Sesn2 gene ablation enhances susceptibility to gentamicin-induced hair cell death via modulation of AMPK/mTOR signaling.

The process of gentamicin-induced hair cell damage includes the activation of oxidative stress processes. Sestrins, as stress-responsive proteins, protect cells against oxidative stress. Sestrins, particularly Sestrin-2, suppress excessive reactive oxygen species (ROS) accumulation and inhibit mammalian target of rapamycin complex 1 (mTORC1). Thus, we addressed the role of Sestrin-2 in the regulation of sensory hair cell survival after gentamicin exposure. Here, we show that Sestrins were expressed in the inner ear tissues, and Sestrin-2 immunolocalized in sensory hair cells and spiral ganglion (SG). The expression of Sestrin-2 was unchanged, and later downregulated, in gentamicin-treated explants from wild-type mice in vitro. Compared with wild-type mice, Sestrin-2 knockout mice exhibited significantly greater hair cell loss in gentamicin-treated cochlear explants.

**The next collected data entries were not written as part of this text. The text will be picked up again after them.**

//! Testing utilities including mock implementations.
//!
//! These are useful for testing applications that use the fact-check library
//! without making real backend or agent calls.

use async_trait::async_trait;
use std::collections::{HashMap, HashSet, VecDeque};
use std::sync::{Arc, RwLock};

use crate::error::{FactCheckError, Result};
use crate::traits::{
    agent::{TranscriptSource, VerificationAgent},
    backend::{GenerationRequest, GenerativeTextBackend},
};
use crate::types::transcript::TranscriptSegment;

/// A mock generative backend.
///
/// Responses are served from a queue; once it is empty the default response
/// is returned. Useful for testing parsing and orchestration without real
/// LLM calls.
#[derive(Clone, Default)]
pub struct MockBackend {
    /// Queued responses, served first-in first-out
    responses: Arc<RwLock<VecDeque<String>>>,

    /// Returned when the queue is empty
    default_response: Arc<RwLock<Option<String>>>,

    /// When set, every call fails with this message
    failure: Arc<RwLock<Option<String>>>,

    /// Call tracking for assertions
    calls: Arc<RwLock<Vec<MockBackendCall>>>,
}

/// Record of a call made to the mock backend.
#[derive(Debug, Clone)]
pub struct MockBackendCall {
    pub prompt: String,
    pub json_output: bool,
    pub has_schema: bool,
}

impl MockBackend {
    pub fn new() -> Self {
        Self::default()
    }

    /// Queue a response.
    pub fn with_response(self, response: impl Into<String>) -> Self {
        self.responses.write().unwrap().push_back(response.into());
        self
    }

    /// Response used once the queue is drained.
    pub fn with_default_response(self, response: impl Into<String>) -> Self {
        *self.default_response.write().unwrap() = Some(response.into());
        self
    }

    /// Make every call fail as a network error would.
    pub fn failing(self, message: impl Into<String>) -> Self {
        *self.failure.write().unwrap() = Some(message.into());
        self
    }

    /// Get all calls made to this mock.
    pub fn calls(&self) -> Vec<MockBackendCall> {
        self.calls.read().unwrap().clone()
    }

    pub fn call_count(&self) -> usize {
        self.calls.read().unwrap().len()
    }
}

#[async_trait]
impl GenerativeTextBackend for MockBackend {
    fn name(&self) -> &str {
        "mock"
    }

    async fn generate(&self, request: &GenerationRequest) -> Result<String> {
        self.calls.write().unwrap().push(MockBackendCall {
            prompt: request.prompt.clone(),
            json_output: request.json_output,
            has_schema: request.response_schema.is_some(),
        });

        if let Some(message) = self.failure.read().unwrap().clone() {
            return Err(llm_client::LlmError::Network(message).into());
        }

        if let Some(response) = self.responses.write().unwrap().pop_front() {
            return Ok(response);
        }

        self.default_response
            .read()
            .unwrap()
            .clone()
            .ok_or_else(|| llm_client::LlmError::EmptyResponse { provider: "mock" }.into())
    }
}

/// Build agent output in the labeled format the verifier parses.
pub fn agent_response(summary: &str, sources: &[(&str, &str)], verification: &str) -> String {
    let sources: Vec<String> = sources
        .iter()
        .enumerate()
        .map(|(i, (name, url))| format!("{}. {} - {}", i + 1, name, url))
        .collect();
    format!(
        "Search Summary: {}\n\nSources:\n{}\n\nVerification: {}",
        summary,
        sources.join("\n"),
        verification
    )
}

/// A mock local agent service serving both `/verify` and `/transcript`.
#[derive(Clone, Default)]
pub struct MockAgent {
    /// Agent output by claim text
    verdicts: Arc<RwLock<HashMap<String, String>>>,

    /// Output for claims without a predefined verdict
    default_verdict: Arc<RwLock<Option<String>>>,

    /// Claims whose verification fails
    failing_claims: Arc<RwLock<HashSet<String>>>,

    /// Transcripts by video id
    transcripts: Arc<RwLock<HashMap<String, Vec<TranscriptSegment>>>>,

    /// Simulate the service not running
    unavailable: Arc<RwLock<bool>>,

    /// Call tracking for assertions
    calls: Arc<RwLock<Vec<MockAgentCall>>>,
}

/// Record of a call made to the mock agent.
#[derive(Debug, Clone, PartialEq)]
pub enum MockAgentCall {
    Verify { claim: String },
    Transcript { video_id: String },
}

impl MockAgent {
    pub fn new() -> Self {
        Self::default()
    }

    /// Add a predefined verdict for a claim.
    pub fn with_verdict(self, claim: impl Into<String>, response: impl Into<String>) -> Self {
        self.verdicts
            .write()
            .unwrap()
            .insert(claim.into(), response.into());
        self
    }

    pub fn with_default_verdict(self, response: impl Into<String>) -> Self {
        *self.default_verdict.write().unwrap() = Some(response.into());
        self
    }

    /// Make verification of `claim` fail.
    pub fn with_failing_claim(self, claim: impl Into<String>) -> Self {
        self.failing_claims.write().unwrap().insert(claim.into());
        self
    }

    /// Add a transcript for a video id.
    pub fn with_transcript(self, video_id: impl Into<String>, segments: Vec<TranscriptSegment>) -> Self {
        self.transcripts
            .write()
            .unwrap()
            .insert(video_id.into(), segments);
        self
    }

    /// Behave as if the local service is not running.
    pub fn unavailable(self) -> Self {
        *self.unavailable.write().unwrap() = true;
        self
    }

    /// Get all calls made to this mock.
    pub fn calls(&self) -> Vec<MockAgentCall> {
        self.calls.read().unwrap().clone()
    }

    /// Claims sent to `/verify`, in call order.
    pub fn verified_claims(&self) -> Vec<String> {
        self.calls()
            .into_iter()
            .filter_map(|call| match call {
                MockAgentCall::Verify { claim } => Some(claim),
                MockAgentCall::Transcript { .. } => None,
            })
            .collect()
    }

    fn check_available(&self) -> Result<()> {
        if *self.unavailable.read().unwrap() {
            return Err(FactCheckError::ServiceUnavailable {
                url: "mock://agent".to_string(),
            });
        }
        Ok(())
    }
}

#[async_trait]
impl VerificationAgent for MockAgent {
    async fn verify(&self, claim: &str) -> Result<String> {
        self.calls.write().unwrap().push(MockAgentCall::Verify {
            claim: claim.to_string(),
        });
        self.check_available()?;

        if self.failing_claims.read().unwrap().contains(claim) {
            return Err(FactCheckError::Agent("Server error: 500".to_string()));
        }

        let verdict = self.verdicts.read().unwrap().get(claim).cloned();
        verdict
            .or_else(|| self.default_verdict.read().unwrap().clone())
            .ok_or_else(|| FactCheckError::Agent(format!("no verdict for {:?}", claim)))
    }
}

#[async_trait]
impl TranscriptSource for MockAgent {
    async fn fetch_transcript(&self, video_id: &str) -> Result<Vec<TranscriptSegment>> {
        self.calls.write().unwrap().push(MockAgentCall::Transcript {
            video_id: video_id.to_string(),
        });
        self.check_available()?;

        self.transcripts
            .read()
            .unwrap()
            .get(video_id)
            .cloned()
            .ok_or_else(|| FactCheckError::Transcript("Could not retrieve a transcript".to_string()))
    }
}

Significant downregulation of phosphorylation of AMP-activated protein kinase alpha (AMPKα) and upregulation of the 70-kDa ribosomal protein S6 kinase (p70S6K) were measured in wild-type cochlear explants exposed to gentamicin compared with their untreated controls. Such regulatory effect was not observed between explants from untreated and gentamicin-treated knockout mice. The gentamicin effect on mTOR signaling was rapamycin-sensitive. Thus, our data provide evidence that Sestrin-2 plays an important role in the protection of hair cells against gentamicin, and the mTOR signaling pathway appears to be modulated by gentamicin during hair cell death.